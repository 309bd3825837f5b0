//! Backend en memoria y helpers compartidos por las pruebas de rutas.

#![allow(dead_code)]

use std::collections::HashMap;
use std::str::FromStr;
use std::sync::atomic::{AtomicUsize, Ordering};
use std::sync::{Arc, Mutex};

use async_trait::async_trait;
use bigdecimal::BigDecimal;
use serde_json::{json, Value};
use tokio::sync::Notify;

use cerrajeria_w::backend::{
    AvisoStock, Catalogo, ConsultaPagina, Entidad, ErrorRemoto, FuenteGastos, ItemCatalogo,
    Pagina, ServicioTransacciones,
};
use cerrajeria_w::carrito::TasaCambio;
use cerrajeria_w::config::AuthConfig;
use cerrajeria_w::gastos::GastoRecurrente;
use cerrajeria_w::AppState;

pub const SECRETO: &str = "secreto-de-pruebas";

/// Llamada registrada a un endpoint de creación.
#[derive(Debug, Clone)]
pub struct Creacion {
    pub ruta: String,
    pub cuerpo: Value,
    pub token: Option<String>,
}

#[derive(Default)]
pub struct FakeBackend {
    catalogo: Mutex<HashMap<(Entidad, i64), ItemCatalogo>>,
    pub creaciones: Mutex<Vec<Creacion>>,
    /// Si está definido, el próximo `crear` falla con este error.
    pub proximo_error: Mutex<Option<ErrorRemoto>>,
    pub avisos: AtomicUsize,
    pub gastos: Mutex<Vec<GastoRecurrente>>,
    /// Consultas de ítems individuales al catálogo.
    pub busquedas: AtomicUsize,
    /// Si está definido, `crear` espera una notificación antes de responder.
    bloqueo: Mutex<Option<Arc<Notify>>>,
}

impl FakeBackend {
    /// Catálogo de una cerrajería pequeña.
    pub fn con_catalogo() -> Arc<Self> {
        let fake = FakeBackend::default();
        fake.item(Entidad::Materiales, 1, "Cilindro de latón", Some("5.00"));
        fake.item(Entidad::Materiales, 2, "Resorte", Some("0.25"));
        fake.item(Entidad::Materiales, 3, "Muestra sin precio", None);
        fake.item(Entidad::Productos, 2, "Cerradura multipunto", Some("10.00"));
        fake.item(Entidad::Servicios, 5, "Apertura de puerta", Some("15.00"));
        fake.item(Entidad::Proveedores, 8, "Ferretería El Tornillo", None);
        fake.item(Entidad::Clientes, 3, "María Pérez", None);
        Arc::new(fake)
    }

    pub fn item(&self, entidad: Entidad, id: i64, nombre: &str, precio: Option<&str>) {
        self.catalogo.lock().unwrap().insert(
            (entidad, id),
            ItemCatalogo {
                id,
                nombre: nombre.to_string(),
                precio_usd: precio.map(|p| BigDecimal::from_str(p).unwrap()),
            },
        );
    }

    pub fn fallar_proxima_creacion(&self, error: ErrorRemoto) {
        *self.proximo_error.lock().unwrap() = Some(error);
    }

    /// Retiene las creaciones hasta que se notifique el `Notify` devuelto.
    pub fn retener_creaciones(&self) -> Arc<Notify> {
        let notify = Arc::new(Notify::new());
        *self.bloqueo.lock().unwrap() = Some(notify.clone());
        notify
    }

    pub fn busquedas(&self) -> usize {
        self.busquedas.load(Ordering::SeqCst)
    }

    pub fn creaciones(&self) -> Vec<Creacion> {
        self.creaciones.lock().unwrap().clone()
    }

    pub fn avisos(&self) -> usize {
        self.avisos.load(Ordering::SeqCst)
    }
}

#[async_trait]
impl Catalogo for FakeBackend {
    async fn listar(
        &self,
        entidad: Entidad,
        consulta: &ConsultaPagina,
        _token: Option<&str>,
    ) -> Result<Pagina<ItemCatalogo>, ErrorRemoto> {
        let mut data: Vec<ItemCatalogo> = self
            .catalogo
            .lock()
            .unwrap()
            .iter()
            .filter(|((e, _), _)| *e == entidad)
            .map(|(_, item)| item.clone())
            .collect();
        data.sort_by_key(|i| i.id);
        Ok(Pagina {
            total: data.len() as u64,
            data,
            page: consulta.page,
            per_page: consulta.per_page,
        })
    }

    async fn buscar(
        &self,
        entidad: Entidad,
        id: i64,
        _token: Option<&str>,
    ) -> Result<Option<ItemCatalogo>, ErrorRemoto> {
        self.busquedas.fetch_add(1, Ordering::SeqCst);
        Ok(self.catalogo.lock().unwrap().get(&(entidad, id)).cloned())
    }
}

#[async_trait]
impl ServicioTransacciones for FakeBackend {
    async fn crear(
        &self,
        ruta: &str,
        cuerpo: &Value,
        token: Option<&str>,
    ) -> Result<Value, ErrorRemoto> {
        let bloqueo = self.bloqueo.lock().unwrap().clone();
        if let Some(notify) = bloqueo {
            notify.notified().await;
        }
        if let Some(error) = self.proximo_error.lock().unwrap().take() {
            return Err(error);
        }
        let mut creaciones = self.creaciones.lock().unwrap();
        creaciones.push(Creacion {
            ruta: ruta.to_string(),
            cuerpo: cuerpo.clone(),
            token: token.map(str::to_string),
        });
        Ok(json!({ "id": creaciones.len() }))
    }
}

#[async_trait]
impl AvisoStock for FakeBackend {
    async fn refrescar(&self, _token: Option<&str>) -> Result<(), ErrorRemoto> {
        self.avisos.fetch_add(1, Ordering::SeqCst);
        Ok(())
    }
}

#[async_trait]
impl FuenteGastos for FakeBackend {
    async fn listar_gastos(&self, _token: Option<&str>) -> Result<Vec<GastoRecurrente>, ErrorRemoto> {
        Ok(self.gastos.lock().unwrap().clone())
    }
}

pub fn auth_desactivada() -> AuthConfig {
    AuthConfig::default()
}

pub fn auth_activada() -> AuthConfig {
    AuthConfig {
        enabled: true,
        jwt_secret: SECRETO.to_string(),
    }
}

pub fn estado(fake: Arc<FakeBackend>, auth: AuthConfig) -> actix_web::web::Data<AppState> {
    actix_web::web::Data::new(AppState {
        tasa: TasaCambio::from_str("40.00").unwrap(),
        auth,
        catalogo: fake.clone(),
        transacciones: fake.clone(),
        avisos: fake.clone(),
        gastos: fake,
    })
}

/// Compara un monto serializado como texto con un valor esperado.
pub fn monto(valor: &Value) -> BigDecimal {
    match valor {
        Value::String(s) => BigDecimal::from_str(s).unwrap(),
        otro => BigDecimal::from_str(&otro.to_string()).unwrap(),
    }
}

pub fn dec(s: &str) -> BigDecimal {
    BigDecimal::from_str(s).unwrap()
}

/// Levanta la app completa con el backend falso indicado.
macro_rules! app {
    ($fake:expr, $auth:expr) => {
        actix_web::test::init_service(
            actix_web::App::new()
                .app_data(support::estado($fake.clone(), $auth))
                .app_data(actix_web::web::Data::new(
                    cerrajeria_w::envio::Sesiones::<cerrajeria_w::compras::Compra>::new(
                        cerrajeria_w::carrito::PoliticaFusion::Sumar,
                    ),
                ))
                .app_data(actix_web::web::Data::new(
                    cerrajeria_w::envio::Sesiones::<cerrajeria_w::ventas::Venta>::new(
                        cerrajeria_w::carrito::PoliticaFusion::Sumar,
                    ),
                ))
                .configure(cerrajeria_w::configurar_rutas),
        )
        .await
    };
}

• _Directions_: Please return the whole listing, line for line, exactly.

• _Written answer_:
repository 309bd3825837f5b0
//! Backend en memoria y helpers compartidos por las pruebas de rutas.

#![allow(dead_code)]

use std::collections::HashMap;
use std::str::FromStr;
use std::sync::atomic::{AtomicUsize, Ordering};
use std::sync::{Arc, Mutex};

use async_trait::async_trait;
use bigdecimal::BigDecimal;
use serde_json::{json, Value};
use tokio::sync::Notify;

use cerrajeria_w::backend::{
    AvisoStock, Catalogo, ConsultaPagina, Entidad, ErrorRemoto, FuenteGastos, ItemCatalogo,
    Pagina, ServicioTransacciones,
};
use cerrajeria_w::carrito::TasaCambio;
use cerrajeria_w::config::AuthConfig;
use cerrajeria_w::gastos::GastoRecurrente;
use cerrajeria_w::AppState;

pub const SECRETO: &str = "secreto-de-pruebas";

/// Llamada registrada a un endpoint de creación.
#[derive(Debug, Clone)]
pub struct Creacion {
    pub ruta: String,
    pub cuerpo: Value,
    pub token: Option<String>,
}

#[derive(Default)]
pub struct FakeBackend {
    catalogo: Mutex<HashMap<(Entidad, i64), ItemCatalogo>>,
    pub creaciones: Mutex<Vec<Creacion>>,
    /// Si está definido, el próximo `crear` falla con este error.
    pub proximo_error: Mutex<Option<ErrorRemoto>>,
    pub avisos: AtomicUsize,
    pub gastos: Mutex<Vec<GastoRecurrente>>,
    /// Consultas de ítems individuales al catálogo.
    pub busquedas: AtomicUsize,
    /// Si está definido, `crear` espera una notificación antes de responder.
    bloqueo: Mutex<Option<Arc<Notify>>>,
}

impl FakeBackend {
    /// Catálogo de una cerrajería pequeña.
    pub fn con_catalogo() -> Arc<Self> {
        let fake = FakeBackend::default();
        fake.item(Entidad::Materiales, 1, "Cilindro de latón", Some("5.00"));
        fake.item(Entidad::Materiales, 2, "Resorte", Some("0.25"));
        fake.item(Entidad::Materiales, 3, "Muestra sin precio", None);
        fake.item(Entidad::Productos, 2, "Cerradura multipunto", Some("10.00"));
        fake.item(Entidad::Servicios, 5, "Apertura de puerta", Some("15.00"));
        fake.item(Entidad::Proveedores, 8, "Ferretería El Tornillo", None);
        fake.item(Entidad::Clientes, 3, "María Pérez", None);
        Arc::new(fake)
    }

    pub fn item(&self, entidad: Entidad, id: i64, nombre: &str, precio: Option<&str>) {
        self.catalogo.lock().unwrap().insert(
            (entidad, id),
            ItemCatalogo {
                id,
                nombre: nombre.to_string(),
                precio_usd: precio.map(|p| BigDecimal::from_str(p).unwrap()),
            },
        );
    }

    pub fn fallar_proxima_creacion(&self, error: ErrorRemoto) {
        *self.proximo_error.lock().unwrap() = Some(error);
    }

    /// Retiene las creaciones hasta que se notifique el `Notify` devuelto.
    pub fn retener_creaciones(&self) -> Arc<Notify> {
        let notify = Arc::new(Notify::new());
        *self.bloqueo.lock().unwrap() = Some(notify.clone());
        notify
    }

    pub fn busquedas(&self) -> usize {
        self.busquedas.load(Ordering::SeqCst)
    }

    pub fn creaciones(&self) -> Vec<Creacion> {
        self.creaciones.lock().unwrap().clone()
    }

    pub fn avisos(&self) -> usize {
        self.avisos.load(Ordering::SeqCst)
    }
}

#[async_trait]
impl Catalogo for FakeBackend {
    async fn listar(
        &self,
        entidad: Entidad,
        consulta: &ConsultaPagina,
        _token: Option<&str>,
    ) -> Result<Pagina<ItemCatalogo>, ErrorRemoto> {
        let mut data: Vec<ItemCatalogo> = self
            .catalogo
            .lock()
            .unwrap()
            .iter()
            .filter(|((e, _), _)| *e == entidad)
            .map(|(_, item)| item.clone())
            .collect();
        data.sort_by_key(|i| i.id);
        Ok(Pagina {
            total: data.len() as u64,
            data,
            page: consulta.page,
            per_page: consulta.per_page,
        })
    }

    async fn buscar(
        &self,
        entidad: Entidad,
        id: i64,
        _token: Option<&str>,
    ) -> Result<Option<ItemCatalogo>, ErrorRemoto> {
        self.busquedas.fetch_add(1, Ordering::SeqCst);
        Ok(self.catalogo.lock().unwrap().get(&(entidad, id)).cloned())
    }
}

#[async_trait]
impl ServicioTransacciones for FakeBackend {
    async fn crear(
        &self,
        ruta: &str,
        cuerpo: &Value,
        token: Option<&str>,
    ) -> Result<Value, ErrorRemoto> {
        let bloqueo = self.bloqueo.lock().unwrap().clone();
        if let Some(notify) = bloqueo {
            notify.notified().await;
        }
        if let Some(error) = self.proximo_error.lock().unwrap().take() {
            return Err(error);
        }
        let mut creaciones = self.creaciones.lock().unwrap();
        creaciones.push(Creacion {
            ruta: ruta.to_string(),
            cuerpo: cuerpo.clone(),
            token: token.map(str::to_string),
        });
        Ok(json!({ "id": creaciones.len() }))
    }
}

#[async_trait]
impl AvisoStock for FakeBackend {
    async fn refrescar(&self, _token: Option<&str>) -> Result<(), ErrorRemoto> {
        self.avisos.fetch_add(1, Ordering::SeqCst);
        Ok(())
    }
}

#[async_trait]
impl FuenteGastos for FakeBackend {
    async fn listar_gastos(&self, _token: Option<&str>) -> Result<Vec<GastoRecurrente>, ErrorRemoto> {
        Ok(self.gastos.lock().unwrap().clone())
    }
}

pub fn auth_desactivada() -> AuthConfig {
    AuthConfig::default()
}

pub fn auth_activada() -> AuthConfig {
    AuthConfig {
        enabled: true,
        jwt_secret: SECRETO.to_string(),
    }
}

pub fn estado(fake: Arc<FakeBackend>, auth: AuthConfig) -> actix_web::web::Data<AppState> {
    actix_web::web::Data::new(AppState {
        tasa: TasaCambio::from_str("40.00").unwrap(),
        auth,
        catalogo: fake.clone(),
        transacciones: fake.clone(),
        avisos: fake.clone(),
        gastos: fake,
    })
}

/// Compara un monto serializado como texto con un valor esperado.
pub fn monto(valor: &Value) -> BigDecimal {
    match valor {
        Value::String(s) => BigDecimal::from_str(s).unwrap(),
        otro => BigDecimal::from_str(&otro.to_string()).unwrap(),
    }
}

pub fn dec(s: &str) -> BigDecimal {
    BigDecimal::from_str(s).unwrap()
}

/// Levanta la app completa con el backend falso indicado.
macro_rules! app {
    ($fake:expr, $auth:expr) => {
        actix_web::test::init_service(
            actix_web::App::new()
                .app_data(support::estado($fake.clone(), $auth))
                .app_data(actix_web::web::Data::new(
                    cerrajeria_w::envio::Sesiones::<cerrajeria_w::compras::Compra>::new(
                        cerrajeria_w::carrito::PoliticaFusion::Sumar,
                    ),
                ))
                .app_data(actix_web::web::Data::new(
                    cerrajeria_w::envio::Sesiones::<cerrajeria_w::ventas::Venta>::new(
                        cerrajeria_w::carrito::PoliticaFusion::Sumar,
                    ),
                ))
                .configure(cerrajeria_w::configurar_rutas),
        )
        .await
    };
}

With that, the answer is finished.